Friday, November 25, 2005

Resurrecting Thieves

She was tardy, and her mother was furious.

“Deaconess, I want you to talk to her. I tried to get her to move along, but all she wanted to do is primp in front of the mirror. Then she fussed with her clothes. Now she’s made her sister late for school and me late for work. She left her homework at home, but I refused to go back and get it.” Mom turned on her heel without as much as her usual hug and left.

The Second Grader in front of me tried to smile. I looked at her for a moment, and then asked, “Well, what have you to say for yourself?”

“Nothing,” she replied, relying on her default mode.

“Nothing, baloney,” I responded. “Let’s get to the real issue. You’re quite a little thief, aren’t you?” Any further attempts at smiling from the little culprit faded.

“I stole time, didn’t I?”

We weren’t working from scratch. We were well into the school year, and this student had been with us since she was four years old. She knew how to put her errors in the context of the Ten Commandments, and could do it well.

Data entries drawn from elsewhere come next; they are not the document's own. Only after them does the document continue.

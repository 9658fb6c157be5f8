use std::collections::BTreeMap;

use dashmap::{mapref::entry::Entry, DashMap};
use parking_lot::Mutex;
use serde::Serialize;
use tokio::sync::broadcast::{self, error::TryRecvError};

use crate::{
    entities::{
        resource::{ListQuery, Resource, ResourceChanged, ResourceKind},
        session::RequestContext,
    },
    errors::{DashboardError, Notice, GENERIC_FAILURE},
    http::ApiTransport,
    table::{derive_rows, CellValue, ColumnFilter, SortDirection, SortSpec, TableCommand, TableState},
    use_cases::resource::ResourceHandler,
};

/// One session's management table over a loaded collection.
#[derive(Debug, Clone)]
pub struct ManageView<E> {
    rows: Vec<E>,
    state: TableState,
    stale: bool,
}

impl<E: Resource> ManageView<E> {
    pub fn new(rows: Vec<E>) -> Self {
        ManageView { rows, state: TableState::new(E::KIND.default_page_size()), stale: false }
    }

    pub fn rows(&self) -> &[E] {
        &self.rows
    }

    pub fn state(&self) -> &TableState {
        &self.state
    }

    /// Replaces the rows after a reload, keeping filter, sort, visibility and page size.
    fn reload(&mut self, rows: Vec<E>) {
        self.rows = rows;
        self.stale = false;
        self.state.retain_known(&self.rows);
    }

    fn apply(&mut self, command: TableCommand) -> Result<(), DashboardError> {
        self.state.apply(command, &self.rows)?;
        Ok(())
    }

    /// Removes a row confirmed deleted by the API.
    fn remove(&mut self, id: &str) {
        self.rows.retain(|row| row.row_id() != id);
        self.state.forget_row(id, &self.rows);
    }

    pub fn render(&self) -> TablePage {
        let kind = E::KIND;
        let derived = derive_rows(&self.rows, &self.state);
        let sorted = self.state.sorting.first();

        let columns = E::columns()
            .iter()
            .map(|def| ColumnView {
                id: def.id,
                header: def.header,
                sortable: def.sortable,
                hideable: def.hideable,
                visible: self.state.is_visible(def.id),
                sorted: sorted.filter(|s| s.column == def.id).map(|s| s.direction),
            })
            .collect::<Vec<_>>();

        let rows = derived
            .rows
            .iter()
            .map(|row| {
                let id = row.row_id();
                RowView {
                    id: id.to_string(),
                    cells: columns
                        .iter()
                        .filter(|c| c.visible)
                        .map(|c| (c.id, row.cell(c.id)))
                        .collect(),
                    selected: self.state.is_selected(id),
                    view_link: kind.detail_route(id),
                    edit_link: kind.update_route(id),
                }
            })
            .collect();

        TablePage {
            kind,
            title: kind.label(),
            create_link: kind.create_route(),
            search_column: E::default_filter_column(),
            search: self.state.filter_value(E::default_filter_column()).map(str::to_string),
            filters: self.state.filters.clone(),
            sorting: self.state.sorting.clone(),
            columns,
            rows,
            selection: self.state.selection.clone(),
            page: PageInfo {
                index: derived.page_index,
                size: self.state.pagination.page_size,
                count: derived.page_count,
                filtered_count: derived.filtered_count,
                total_count: self.rows.len(),
                can_previous: derived.can_previous(),
                can_next: derived.can_next(),
                size_options: kind.page_size_options(),
            },
        }
    }
}

#[derive(Debug, Clone, PartialEq, Serialize)]
pub struct ColumnView {
    pub id: &'static str,
    pub header: &'static str,
    pub sortable: bool,
    pub hideable: bool,
    pub visible: bool,
    pub sorted: Option<SortDirection>,
}

#[derive(Debug, Clone, PartialEq, Serialize)]
pub struct RowView {
    pub id: String,
    /// Visible cells only.
    pub cells: BTreeMap<&'static str, CellValue>,
    pub selected: bool,
    pub view_link: Option<String>,
    pub edit_link: Option<String>,
}

#[derive(Debug, Clone, PartialEq, Serialize)]
pub struct PageInfo {
    pub index: usize,
    pub size: usize,
    pub count: usize,
    pub filtered_count: usize,
    pub total_count: usize,
    pub can_previous: bool,
    pub can_next: bool,
    pub size_options: &'static [usize],
}

/// Rendered management table.
#[derive(Debug, Clone, PartialEq, Serialize)]
pub struct TablePage {
    pub kind: ResourceKind,
    pub title: &'static str,
    pub create_link: Option<String>,
    pub search_column: &'static str,
    pub search: Option<String>,
    pub filters: Vec<ColumnFilter>,
    pub sorting: Vec<SortSpec>,
    pub columns: Vec<ColumnView>,
    pub rows: Vec<RowView>,
    pub selection: Vec<String>,
    pub page: PageInfo,
}

/// Result of a user action: the toast, where to go next, and the refreshed table if any.
#[derive(Debug, Clone, Serialize)]
pub struct ActionOutcome {
    pub notice: Notice,
    #[serde(skip_serializing_if = "Option::is_none")]
    pub redirect: Option<String>,
    #[serde(skip_serializing_if = "Option::is_none")]
    pub table: Option<TablePage>,
}

/// Management views of one resource, one per session.
///
/// Views go stale when a [`ResourceChanged`] event for the resource arrives and reload
/// from the API on their next use.
pub struct ViewStore<E, T>
where
    T: ApiTransport,
{
    api: ResourceHandler<E, T>,
    views: DashMap<String, ManageView<E>>,
    events: Mutex<broadcast::Receiver<ResourceChanged>>,
    load_query: ListQuery,
}

impl<E, T> ViewStore<E, T>
where
    E: Resource,
    T: ApiTransport,
{
    pub fn new(api: ResourceHandler<E, T>, load_query: ListQuery) -> Self {
        let events = Mutex::new(api.cache().subscribe());
        ViewStore { api, views: DashMap::new(), events, load_query }
    }

    pub fn api(&self) -> &ResourceHandler<E, T> {
        &self.api
    }

    /// Marks views stale for every pending change event of this resource.
    pub fn sync(&self) {
        let mut events = self.events.lock();
        let mut changed = false;
        loop {
            match events.try_recv() {
                Ok(event) if event.kind == E::KIND => changed = true,
                Ok(_) => {}
                Err(TryRecvError::Lagged(skipped)) => {
                    tracing::warn!(kind = %E::KIND, skipped, "Change events lagged; reloading all views");
                    changed = true;
                }
                Err(TryRecvError::Empty) | Err(TryRecvError::Closed) => break,
            }
        }
        if changed {
            self.views.iter_mut().for_each(|mut view| view.stale = true);
        }
    }

    async fn load(&self) -> Result<Vec<E>, DashboardError> {
        self.api.list_all(&self.load_query).await?.into_data(GENERIC_FAILURE)
    }

    async fn ensure_loaded(&self, session: &str) -> Result<(), DashboardError> {
        self.sync();
        let needs_load = self.views.get(session).is_none_or(|view| view.stale);
        if !needs_load {
            return Ok(());
        }

        let rows = self.load().await?;
        match self.views.entry(session.to_string()) {
            Entry::Occupied(mut entry) => entry.get_mut().reload(rows),
            Entry::Vacant(entry) => {
                entry.insert(ManageView::new(rows));
            }
        }
        Ok(())
    }

    fn render(&self, session: &str) -> Result<TablePage, DashboardError> {
        self.views
            .get(session)
            .map(|view| view.render())
            .ok_or_else(|| DashboardError::Internal(format!("no {} view for session", E::KIND)))
    }

    pub async fn page(&self, session: &str) -> Result<TablePage, DashboardError> {
        self.ensure_loaded(session).await?;
        self.render(session)
    }

    pub async fn apply(&self, session: &str, command: TableCommand) -> Result<TablePage, DashboardError> {
        self.ensure_loaded(session).await?;
        {
            let mut view = self
                .views
                .get_mut(session)
                .ok_or_else(|| DashboardError::Internal(format!("no {} view for session", E::KIND)))?;
            view.apply(command)?;
        }
        self.render(session)
    }

    /// Deletes a row through the API. On success the row leaves this session's view at once;
    /// on failure the view is untouched and the API message becomes the notice.
    pub async fn delete(&self, session: &str, ctx: &RequestContext, id: &str) -> Result<ActionOutcome, DashboardError> {
        let notice = match self.api.delete_by_id(ctx, id).await {
            Ok(envelope) if envelope.success => {
                if let Some(mut view) = self.views.get_mut(session) {
                    view.remove(id);
                }
                Notice::success(envelope.success_message(&format!("{} deleted successfully", E::KIND.label())))
            }
            Ok(envelope) => Notice::error(envelope.failure_message(GENERIC_FAILURE)),
            Err(DashboardError::Unauthenticated) => return Err(DashboardError::Unauthenticated),
            Err(e) => {
                tracing::error!(kind = %E::KIND, id, "Delete failed: {}", e);
                Notice::error(e.user_message())
            }
        };

        let rendered = self.views.get(session).map(|view| view.render());
        let table = match rendered {
            Some(table) => table,
            None => self.page(session).await?,
        };
        Ok(ActionOutcome { notice, redirect: None, table: Some(table) })
    }

    /// Drops the session's views, e.g. on logout.
    pub fn forget(&self, session: &str) {
        self.views.remove(session);
    }
}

“From whom did you steal time?” I asked.

She took time to think hard. “Well, from my mom because she’s late for work. And from my sister, because she’s late for school. And from you because now you should be teaching but you have to mess with me. And from the class.”

“You missed one.”

“Oh, from me, because I’m late for school and missed something I needed.”

"Like I said, you are quite a little thief,” I repeated.

"I guess I am,” she conceded

Now the tears wanted to come. Just as they started to fall she glanced up to the crucifix on the wall and then looked at me. “He had a thief next to Him.”

“Yes, He did,” I replied. “And what happened with that thief?”

“Jesus forgave his sins. I’m sorry I’m a thief.”

“Do you think it is any different for you? Jesus forgives you, and so do I. Would you like to call your mom and say the same thing? I reckon she’s just waiting to say ‘I forgive you to you.’”

Jesus didn’t leave the thief’s confession unanswered. From the cross He spoke to him blessed words of comfort. To those who placed Him on that cross He shouted no ringing epithets, rather the absolution of the ages, “Father forgive them… It is finished.”

From the first day students enter our school they learn an important ritual. An apology does not go unanswered; it is always followed up by the response, “I forgive you.” Even the youngest students are taught to look at those whom they have offended in the face, for the work of confessing sins and forgiveness is personal, not offered up to the sound waves of the spheres to be answered only by the sound of one’s own heartbeat.

Jesus did not leave us without words of forgiveness in our mouths. He gives us pastors to speak Holy Absolution to us. He also put the Fifth Petition into the mouth of the whole church.

And forgive us our trespasses as we forgive those who trespass against us.

What does this mean?

We pray in this petition that our Father in heaven would not look at our sins, or deny our prayer because of them. We are neither worthy of the things for which we pray, nor have we deserved them, but we ask that He would give them all to us by grace, for we daily sin much and surely deserve nothing but punishment. So we too will sincerely forgive and gladly do good to those who sin against us.

Shall we only sincerely forgive silently when a brother confesses that he has sinned against us? Shall we turn that one away without the comfort of the Gospel in which we live, too? No. Better yet to live according to this petition, and open the mouth and speak: “I forgive you.” Such words cannot be given freely save among those in whom the forgiveness of Christ first has been received.

The Little Thief knew this. Certainly she could not articulate any of it. She had learned this through the school's practice. Most assuredly, like the thief who still endured his own crime’s penalties, she was not appreciative of the fact that she was still the recipient of the consequences of what her tardiness wrought: an angry mother and disciplinary sentences because she didn’t turn in her homework. However, she also knew what these things couldn’t take away.

“You know you’ll have to write sentences, don’t you,” I reminder her.

“I know,” she said. “But the thief won’t stay dead. Jesus forgives me, too.”

1 comment:

Scott said...

Excellent post (HT: Balaam's Ass)! We are homeschooling our two children, ages 7 and 5, and have always tried to emphasis the fact that if they do or say something that hurts the other (or someone else) that they need to ask for forgiveness. It has been a struggle to get across to them that how others feel when we sin against them, and how we need their forgiveness. I heard Scott Somerville of HSLDA speak at a HS conference last spring on "peacemaking" and he said that for us to truly ask for forgiveness we need to really understand the hurt we have caused to the other person(s). It sounds like you have accomplished that! Blessings!